Once you depart from chocolates, which seems rather to spoil the point, you can go anywhere. To Molton and Brown, for example, with their £175 ‘tasting cabinet’, which kind of assumes that you like tasting Muddled Plum bath and shower gel, or the orange and bergamot mini candle. Or onwards and upwards through John Lewis themselves, through Liberty (£195) and pausing briefly at Jo Malone (£300). Presumably, the country is full of people who have both the time and inclination to pad downstairs in their slippers and dressing gown hoping that this is the day of days that they will get lucky with the English pear and freesia cologne. Hell, years ago, you just got a bit of card with some suspense as to whether you got a tiny picture of a lamb, an infant Jesus or a shooting star when you opened each day’s window. For some reason the 18th, which I remember as it’s my birthday, always had a sick looking camel in the window.

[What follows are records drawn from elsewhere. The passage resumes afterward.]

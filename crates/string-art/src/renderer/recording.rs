use crate::geometry::{Dimensions, Point};
use crate::nails::{NailsGroupOptions, NumberedNail};

use super::Renderer;

/// One recorded renderer call.
#[derive(Debug, Clone, PartialEq)]
pub enum RenderCommand {
    ResetStrings,
    ResetNails,
    SetLineWidth(f64),
    SetColor(String),
    SetBackground(Option<String>),
    Line { from: Point, to: Point },
    NailsGroup { group: String, nails: Vec<NumberedNail> },
}

/// Renderer that remembers every call, in order.
#[derive(Debug, Clone)]
pub struct RecordingRenderer {
    size: Dimensions,
    commands: Vec<RenderCommand>,
}

impl RecordingRenderer {
    pub fn new(size: Dimensions) -> Self {
        Self { size, commands: Vec::new() }
    }

    /// Change the reported canvas size, as a resized window would.
    pub fn resize(&mut self, size: Dimensions) {
        self.size = size;
    }

    pub fn commands(&self) -> &[RenderCommand] {
        &self.commands
    }

    pub fn clear(&mut self) {
        self.commands.clear();
    }

    /// Lines currently on the canvas: everything since the last string reset.
    pub fn lines(&self) -> Vec<(Point, Point)> {
        let start = self
            .commands
            .iter()
            .rposition(|c| *c == RenderCommand::ResetStrings)
            .map_or(0, |i| i + 1);
        self.commands[start..]
            .iter()
            .filter_map(|c| match c {
                RenderCommand::Line { from, to } => Some((*from, *to)),
                _ => None,
            })
            .collect()
    }

    /// Stroke colors in the order they were set.
    pub fn colors(&self) -> Vec<&str> {
        self.commands
            .iter()
            .filter_map(|c| match c {
                RenderCommand::SetColor(color) => Some(color.as_str()),
                _ => None,
            })
            .collect()
    }
}

impl Renderer for RecordingRenderer {
    fn get_size(&self) -> Dimensions {
        self.size
    }

    fn reset_strings(&mut self) {
        self.commands.push(RenderCommand::ResetStrings);
    }

    fn reset_nails(&mut self) {
        self.commands.push(RenderCommand::ResetNails);
    }

    fn set_line_width(&mut self, width: f64) {
        self.commands.push(RenderCommand::SetLineWidth(width));
    }

    fn set_color(&mut self, color: &str) {
        self.commands.push(RenderCommand::SetColor(color.to_string()));
    }

    fn set_background(&mut self, color: Option<&str>) {
        self.commands.push(RenderCommand::SetBackground(color.map(str::to_string)));
    }

    fn render_line(&mut self, from: Point, to: Point) {
        self.commands.push(RenderCommand::Line { from, to });
    }

    fn render_nails_group(&mut self, group: &str, nails: &[NumberedNail], _options: &NailsGroupOptions) {
        self.commands.push(RenderCommand::NailsGroup {
            group: group.to_string(),
            nails: nails.to_vec(),
        });
    }
}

And you can go higher still, much higher. And more male, much more male. Until you finally end up with the £9999 (how did they make that work?) ‘Drinks by the Dram’ advent cabinet, where each day reveals one of 24 handmade, wax sealed drams for your delectation. Not bottles, mind, drams. Which means that each tipple has cost you over £300, and all you have left over at the end is a top quality hangover and a lacquered box that you could re-use to incinerate the family tortoise if it doesn’t make it through to the New Year. The tortoise, that is, not the box.
Doesn’t the very thought of it make you want to stick love, peace and harmony where the sun don’t shine for a week or two, and get back to what the whole thing is supposed to be about?
…..if it wasn’t for those food banks.